2005 British musical

Acorn Antiques: The Musical! is a musical about an antiques dealer, based on the parodic soap opera of the same name by Victoria Wood. It premiered in the West End in 2005, and starred Julie Walters and Celia Imrie. The musical won the Olivier Award for Best Performance in a Supporting Role in a Musical and was nominated as Best New Musical.

==Concept and production==
Victoria Wood decided to revive the original concept to satirise musical theatre with Acorn Antiques: The Musical!, with the intent to give people a "lovely, happy night in the theatre.". It was directed by Trevor Nunn, and opened at the Theatre Royal, Haymarket in February 2005 for a three-month sell-out run. Parodying successful musicals such as Les Misérables and Chicago, it also caricatured the trend for socio-realism in contemporary drama and the conventions of song and choreography in musicals.

===Casting===
The musical featured three of the principal actors from the original reprising their roles: Celia Imrie as Miss Babs, Duncan Preston as Mr Clifford, and Julie Walters as Mrs Overall. Wood understudied the latter role, appearing on Monday nights and Wednesday matinees, in order to relieve pressure on Walters while preventing disappointment for audiences. Wood's original character, Miss Berta, was played during workshops by Janie Dee; when Dee was unavailable for the West End run, she was replaced by Sally Ann Triplett. The musical also introduced Miss Bonnie (Josie Lawrence), a sister of Miss Babs and Miss Berta (in the original series, Berta and Babs were cousins).

The musical marked the end of an era in which Walters, Imrie, and Preston appeared in nearly all of Wood's productions; Wood's biographer, Jasper Rees, later noted that "Victoria could no longer simply click her fingers and summon the gang". As Wood developed the musical, Imrie "didn't think it was a good idea and [told her] so"; Preston was supportive, but sceptical that it would come to fruition.

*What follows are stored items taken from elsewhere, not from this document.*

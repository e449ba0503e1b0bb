use chrono::{DateTime, Utc};
use serde::{Deserialize, Serialize};
use uuid::Uuid;

use super::artifact::PageArtifact;
use super::run::{RunContext, RunStatus};

/// A stored pipeline run plus the page versions derived from it.
#[derive(Debug, Clone, Serialize, Deserialize, PartialEq)]
pub struct Project {
    pub id: Uuid,
    pub name: String,
    pub context: RunContext,
    pub created_at: DateTime<Utc>,
    pub updated_at: DateTime<Utc>,
}

impl Project {
    /// Uses the run id as the project id.
    pub fn from_run(name: impl Into<String>, context: RunContext) -> Self {
        let now = Utc::now();
        Self {
            id: context.id,
            name: name.into(),
            context,
            created_at: now,
            updated_at: now,
        }
    }

    pub fn summary(&self) -> ProjectSummary {
        ProjectSummary {
            id: self.id,
            name: self.name.clone(),
            template: self.context.template.clone(),
            language: self.context.language.clone(),
            status: self.context.status(),
            total_cost_usd: self.context.total_cost_usd(),
            created_at: self.created_at,
            updated_at: self.updated_at,
        }
    }
}

/// Derives a short project name from a business description.
pub fn project_name(description: &str) -> String {
    let words: Vec<&str> = description.split_whitespace().take(6).collect();
    if words.is_empty() {
        return "untitled".to_string();
    }
    words.join(" ")
}

#[derive(Debug, Clone, Serialize, Deserialize, PartialEq)]
pub struct ProjectSummary {
    pub id: Uuid,
    pub name: String,
    pub template: String,
    pub language: String,
    pub status: RunStatus,
    pub total_cost_usd: f64,
    pub created_at: DateTime<Utc>,
    pub updated_at: DateTime<Utc>,
}

/// One saved revision of a project's page.
#[derive(Debug, Clone, Serialize, Deserialize, PartialEq)]
pub struct PageVersion {
    pub id: Uuid,
    pub project_id: Uuid,
    /// 1-based, dense per project.
    pub version_number: u32,
    pub html: String,
    pub change_description: String,
    pub input_tokens: u64,
    pub output_tokens: u64,
    pub cost_usd: f64,
    pub created_at: DateTime<Utc>,
}

impl PageVersion {
    pub fn page(&self) -> PageArtifact {
        PageArtifact {
            html: self.html.clone(),
            revision: self.version_number.saturating_sub(1),
        }
    }
}

/// Input for recording a new version; the store assigns id and number.
#[derive(Debug, Clone, PartialEq)]
pub struct NewVersion {
    pub html: String,
    pub change_description: String,
    pub input_tokens: u64,
    pub output_tokens: u64,
    pub cost_usd: f64,
}

impl NewVersion {
    pub fn new(html: impl Into<String>, change_description: impl Into<String>) -> Self {
        Self {
            html: html.into(),
            change_description: change_description.into(),
            input_tokens: 0,
            output_tokens: 0,
            cost_usd: 0.0,
        }
    }

    pub fn with_usage(mut self, input_tokens: u64, output_tokens: u64, cost_usd: f64) -> Self {
        self.input_tokens = input_tokens;
        self.output_tokens = output_tokens;
        self.cost_usd = cost_usd;
        self
    }
}

#[cfg(test)]
mod tests {
    use super::*;

    #[test]
    fn test_project_name() {
        assert_eq!(
            project_name("  An artisanal coffee shop roasting single-origin beans in Portland"),
            "An artisanal coffee shop roasting single-origin"
        );
        assert_eq!(project_name("   "), "untitled");
    }

    #[test]
    fn test_summary_reflects_context() {
        let ctx = RunContext::new("bakery", "restaurant", "fr");
        let project = Project::from_run("Bakery", ctx.clone());
        let summary = project.summary();
        assert_eq!(summary.id, ctx.id);
        assert_eq!(summary.template, "restaurant");
        assert_eq!(summary.status, RunStatus::Pending);
        assert_eq!(summary.total_cost_usd, 0.0);
    }
}
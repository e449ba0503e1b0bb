//! Event types published during a pipeline run

use chrono::{DateTime, Utc};
use serde::{Deserialize, Serialize};
use sitesmith_core::{AgentKind, RunStatus, StageName};
use uuid::Uuid;

/// Envelope wrapping all events with metadata
#[derive(Debug, Clone, Serialize, Deserialize)]
pub struct EventEnvelope {
    /// Unique event ID
    pub id: Uuid,
    /// When the event occurred
    pub timestamp: DateTime<Utc>,
    /// The actual event
    pub event: Event,
}

impl EventEnvelope {
    /// Create a new event envelope with auto-generated ID and timestamp
    pub fn new(event: Event) -> Self {
        Self {
            id: Uuid::new_v4(),
            timestamp: Utc::now(),
            event,
        }
    }
}

#[derive(Debug, Clone, Copy, Serialize, Deserialize, PartialEq, Eq)]
#[serde(rename_all = "snake_case")]
pub enum StageStatus {
    Succeeded,
    Failed,
}

/// All progress events a run can publish
#[derive(Debug, Clone, Serialize, Deserialize)]
#[serde(tag = "type", rename_all = "snake_case")]
pub enum Event {
    #[serde(rename = "run.started")]
    RunStarted {
        run_id: Uuid,
        template: String,
        language: String,
    },

    #[serde(rename = "stage.started")]
    StageStarted { run_id: Uuid, stage: StageName },

    /// Published after every stage, including failed ones
    #[serde(rename = "stage.completed")]
    StageCompleted {
        run_id: Uuid,
        stage: StageName,
        status: StageStatus,
        elapsed_ms: u64,
        cumulative_cost_usd: f64,
    },

    /// An agent attempt failed and will be retried
    #[serde(rename = "agent.retry")]
    AgentRetry {
        agent: AgentKind,
        attempt: u32,
        reason: String,
    },

    /// One Reviewer pass of the auto-fix loop finished
    #[serde(rename = "auto_fix.iteration")]
    AutoFixIteration {
        run_id: Uuid,
        iteration: u32,
        max_iterations: u32,
        approved: bool,
        blocking_issues: usize,
    },

    #[serde(rename = "run.finished")]
    RunFinished {
        run_id: Uuid,
        status: RunStatus,
        elapsed_ms: u64,
        total_cost_usd: f64,
    },

    #[serde(rename = "error")]
    Error {
        message: String,
        context: Option<String>,
    },
}
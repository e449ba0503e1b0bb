use sitesmith_core::{AgentKind, Artifact, PageArtifact};

use super::parse::{contains_ignore_case, extract_html};
use super::{Agent, AgentError, AgentInput};

const SYSTEM_PROMPT: &str = "\
You are the SEO Optimizer of a landing-page studio. Improve the HTML for search engines \
and social sharing without changing its visible copy or layout: a descriptive <title>, a \
meta description, Open Graph and Twitter tags, a canonical link, schema.org JSON-LD for \
the business, and correct heading hierarchy. Return the complete HTML document.";

pub struct SeoOptimizerAgent;

impl Agent for SeoOptimizerAgent {
    fn kind(&self) -> AgentKind {
        AgentKind::SeoOptimizer
    }

    fn system_prompt(&self) -> &'static str {
        SYSTEM_PROMPT
    }

    fn build_prompt(&self, input: &AgentInput) -> Result<String, AgentError> {
        let page = input.require_page()?;
        let mut prompt = format!("Optimize this HTML for SEO:\n\n```html\n{}\n```", page.html);
        let description = input.business_description.trim();
        if !description.is_empty() {
            prompt.push_str(&format!("\n\nBusiness description: {description}"));
        }
        if let Ok(strategy) = input.require_strategy() {
            prompt.push_str(&format!(
                "\n\nStrategic keywords and context:\n{}",
                strategy.summary
            ));
        }
        Ok(prompt)
    }

    fn parse_output(&self, raw: &str) -> Result<Artifact, AgentError> {
        let html = extract_html(raw);
        if !contains_ignore_case(&html, "</html>") {
            return Err(AgentError::validation("missing closing </html> tag"));
        }
        if !contains_ignore_case(&html, "<title") {
            return Err(AgentError::validation("missing <title> tag"));
        }
        if !contains_ignore_case(&html, "name=\"description\"") {
            return Err(AgentError::validation("missing meta description"));
        }
        Ok(Artifact::Page(PageArtifact::new(html)))
    }
}
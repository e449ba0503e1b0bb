use colored::Colorize;
use events::{Event, EventBus, StageStatus};
use indicatif::{ProgressBar, ProgressStyle};
use std::time::Duration;
use tokio::sync::broadcast::error::RecvError;
use tokio::task::JoinHandle;

/// Renders pipeline events as a spinner with one line per finished stage.
/// The task ends when the run finishes or the bus is dropped.
pub fn spawn(bus: &EventBus) -> JoinHandle<()> {
    let mut rx = bus.subscribe();
    tokio::spawn(async move {
        let spinner = ProgressBar::new_spinner();
        if let Ok(style) = ProgressStyle::with_template("{spinner:.cyan} {msg} {elapsed:.dim}") {
            spinner.set_style(style);
        }
        spinner.enable_steady_tick(Duration::from_millis(120));

        loop {
            match rx.recv().await {
                Ok(envelope) => {
                    if render(&spinner, envelope.event) {
                        break;
                    }
                }
                Err(RecvError::Lagged(skipped)) => {
                    tracing::debug!(skipped, "Progress display lagged");
                }
                Err(RecvError::Closed) => break,
            }
        }
        spinner.finish_and_clear();
    })
}

/// Returns true once the run is over.
fn render(spinner: &ProgressBar, event: Event) -> bool {
    match event {
        Event::RunStarted {
            template, language, ..
        } => {
            spinner.println(format!(
                "{} template {}, language {}",
                "Building".bold(),
                template.cyan(),
                language.cyan()
            ));
        }
        Event::StageStarted { stage, .. } => {
            spinner.set_message(format!("{stage}..."));
        }
        Event::StageCompleted {
            stage,
            status,
            elapsed_ms,
            cumulative_cost_usd,
            ..
        } => {
            let mark = match status {
                StageStatus::Succeeded => "✓".green().bold(),
                StageStatus::Failed => "✗".red().bold(),
            };
            spinner.println(format!(
                "  {mark} {:<10} {:>6.1}s   ${:.4}",
                stage.to_string(),
                elapsed_ms as f64 / 1000.0,
                cumulative_cost_usd
            ));
        }
        Event::AgentRetry {
            agent,
            attempt,
            reason,
        } => {
            spinner.println(format!(
                "    {} {agent} attempt {attempt}: {reason}",
                "retry".yellow()
            ));
        }
        Event::AutoFixIteration {
            iteration,
            max_iterations,
            approved,
            blocking_issues,
            ..
        } => {
            let verdict = if approved {
                "approved".green()
            } else {
                format!("{blocking_issues} issue(s)").yellow()
            };
            spinner.set_message(format!("auto_fix review {iteration}/{max_iterations}: {verdict}"));
        }
        Event::Error { message, .. } => {
            spinner.println(format!("  {} {message}", "error".red().bold()));
        }
        Event::RunFinished { .. } => return true,
    }
    false
}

Although Walters subsequently reprised the role of Bo Beaumont in Victoria Wood's Mid Life Christmas, neither Imrie nor Preston worked with Wood again. Preston commented of the experience, "There was an unspoken agreement that this was sort of it."

===DVD release===
In 2005, a performance with the original cast was filmed; it was released on DVD on 13 March 2006. Special features include featurettes which showed Victoria Wood playing the role of Mrs Overall on the nights that Julie Walters did not appear.

==Plot==
The plot revolves around the original (fictional) actors reprising their roles from stage. Contrary to their wishes, the experimental director adapts it into a gritty commentary on British suburban life, although the cast, led by Bo Beaumont (Julie Walters), want a fun piece with a good tap number. After a disastrous open dress rehearsal, the cast hijack the concept to return it to its original roots, and take it to the West End, funded by Bo Beaumont's lottery win.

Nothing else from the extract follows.